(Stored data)
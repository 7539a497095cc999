//! Error Banner and Status Line

use leptos::prelude::*;

use crate::store::{use_app_store, AppStateStoreFields};

/// Persistent error region; cleared when the next action starts
#[component]
pub fn ErrorBanner() -> impl IntoView {
    let store = use_app_store();

    view! {
        {move || store.error().get().map(|message| view! {
            <div class="error" role="alert">{message}</div>
        })}
    }
}

/// Host health line from `db_ping`
#[component]
pub fn StatusLine() -> impl IntoView {
    let store = use_app_store();

    view! {
        <span class="status-line">{move || store.status().get().unwrap_or_default()}</span>
    }
}
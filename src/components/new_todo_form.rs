//! New Todo Form Component
//!
//! Title, optional description and priority. Validation happens in the
//! controller, so an empty title still reaches it and gets reported.

use leptos::prelude::*;

use crate::context::use_app_context;
use crate::models::{NewTodoInput, Priority};
use crate::store::{use_app_store, AppStateStoreFields};

#[component]
pub fn NewTodoForm() -> impl IntoView {
    let ctx = use_app_context();
    let store = use_app_store();

    let (title, set_title) = signal(String::new());
    let (description, set_description) = signal(String::new());
    let (priority, set_priority) = signal(Priority::default().as_str().to_string());

    // Cleared after every successful create
    Effect::new(move |_| {
        let _ = store.form_version().get();
        set_title.set(String::new());
        set_description.set(String::new());
        set_priority.set(Priority::default().as_str().to_string());
    });

    let on_submit = move |ev: web_sys::SubmitEvent| {
        ev.prevent_default();
        let input = NewTodoInput {
            title: title.get_untracked(),
            description: description.get_untracked(),
            priority: Some(priority.get_untracked()),
        };
        ctx.spawn(move |controller| async move { controller.create(&input).await });
    };

    view! {
        <form class="add-todo-form" on:submit=on_submit>
            <input
                type="text"
                class="todo-title-input"
                placeholder="What needs to be done?"
                prop:value=move || title.get()
                on:input=move |ev| set_title.set(event_target_value(&ev))
            />
            <textarea
                class="todo-description-input"
                placeholder="Description (optional)"
                prop:value=move || description.get()
                on:input=move |ev| set_description.set(event_target_value(&ev))
            />
            <select
                class="todo-priority-input"
                on:change=move |ev| set_priority.set(event_target_value(&ev))
            >
                {Priority::ALL.into_iter().map(|p| view! {
                    <option value=p.as_str() prop:selected=move || priority.get() == p.as_str()>
                        {p.as_str()}
                    </option>
                }).collect_view()}
            </select>
            <button type="submit">"Add"</button>
        </form>
    }
}
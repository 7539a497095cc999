//! Test Doubles
//!
//! Scripted bridge and a surface that records what the controller did.

use std::cell::{Cell, RefCell};
use std::collections::{HashMap, VecDeque};

use async_trait::async_trait;
use serde_json::Value;

use crate::commands::Bridge;
use crate::controller::Surface;
use crate::error::ViewError;
use crate::reconcile::ListView;

/// Bridge answering from per-command queues; unscripted calls get `null`.
#[derive(Default)]
pub struct MockBridge {
    calls: RefCell<Vec<(String, Value)>>,
    responses: RefCell<HashMap<String, VecDeque<Result<Value, ViewError>>>>,
}

impl MockBridge {
    pub fn new() -> Self {
        Self::default()
    }

    /// Queue the next result for `command`
    pub fn respond(&self, command: &str, result: Result<Value, ViewError>) {
        self.responses
            .borrow_mut()
            .entry(command.to_string())
            .or_default()
            .push_back(result);
    }

    pub fn calls(&self) -> Vec<(String, Value)> {
        self.calls.borrow().clone()
    }

    pub fn commands(&self) -> Vec<String> {
        self.calls.borrow().iter().map(|(command, _)| command.clone()).collect()
    }

    pub fn clear_calls(&self) {
        self.calls.borrow_mut().clear();
    }
}

#[async_trait(?Send)]
impl Bridge for MockBridge {
    async fn invoke(&self, command: &str, args: Value) -> Result<Value, ViewError> {
        self.calls.borrow_mut().push((command.to_string(), args));
        self.responses
            .borrow_mut()
            .get_mut(command)
            .and_then(|queue| queue.pop_front())
            .unwrap_or(Ok(Value::Null))
    }
}

#[derive(Debug, Clone, PartialEq)]
pub enum SurfaceEvent {
    Render(ListView),
    Loading(bool),
    Error(ViewError),
    ClearError,
    ResetForm,
    Status(String),
    Confirm(String),
}

/// Headless surface; confirms by default
pub struct RecordingSurface {
    events: RefCell<Vec<SurfaceEvent>>,
    confirm_answer: Cell<bool>,
}

impl RecordingSurface {
    pub fn new() -> Self {
        Self {
            events: RefCell::new(Vec::new()),
            confirm_answer: Cell::new(true),
        }
    }

    pub fn set_confirm(&self, answer: bool) {
        self.confirm_answer.set(answer);
    }

    pub fn events(&self) -> Vec<SurfaceEvent> {
        self.events.borrow().clone()
    }

    pub fn clear_events(&self) {
        self.events.borrow_mut().clear();
    }

    pub fn renders(&self) -> Vec<ListView> {
        self.events
            .borrow()
            .iter()
            .filter_map(|e| match e {
                SurfaceEvent::Render(view) => Some(view.clone()),
                _ => None,
            })
            .collect()
    }

    pub fn last_view(&self) -> Option<ListView> {
        self.renders().pop()
    }

    pub fn errors(&self) -> Vec<ViewError> {
        self.events
            .borrow()
            .iter()
            .filter_map(|e| match e {
                SurfaceEvent::Error(err) => Some(err.clone()),
                _ => None,
            })
            .collect()
    }

    fn push(&self, event: SurfaceEvent) {
        self.events.borrow_mut().push(event);
    }
}

impl Surface for RecordingSurface {
    fn render(&self, view: ListView) {
        self.push(SurfaceEvent::Render(view));
    }

    fn set_loading(&self, loading: bool) {
        self.push(SurfaceEvent::Loading(loading));
    }

    fn show_error(&self, error: &ViewError) {
        self.push(SurfaceEvent::Error(error.clone()));
    }

    fn clear_error(&self) {
        self.push(SurfaceEvent::ClearError);
    }

    fn reset_form(&self) {
        self.push(SurfaceEvent::ResetForm);
    }

    fn set_status(&self, status: &str) {
        self.push(SurfaceEvent::Status(status.to_string()));
    }

    fn confirm(&self, prompt: &str) -> bool {
        self.push(SurfaceEvent::Confirm(prompt.to_string()));
        self.confirm_answer.get()
    }
}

** Task to carry out **
Reproduce only the lines above, starting at the line with "the controller did." and ending at the line with "use crate::error::ViewError;", exactly as written.

** Response area **
//! Scripted bridge and a surface that records what the controller did.

use std::cell::{Cell, RefCell};
use std::collections::{HashMap, VecDeque};

use async_trait::async_trait;
use serde_json::Value;

use crate::commands::Bridge;
use crate::controller::Surface;
use crate::error::ViewError;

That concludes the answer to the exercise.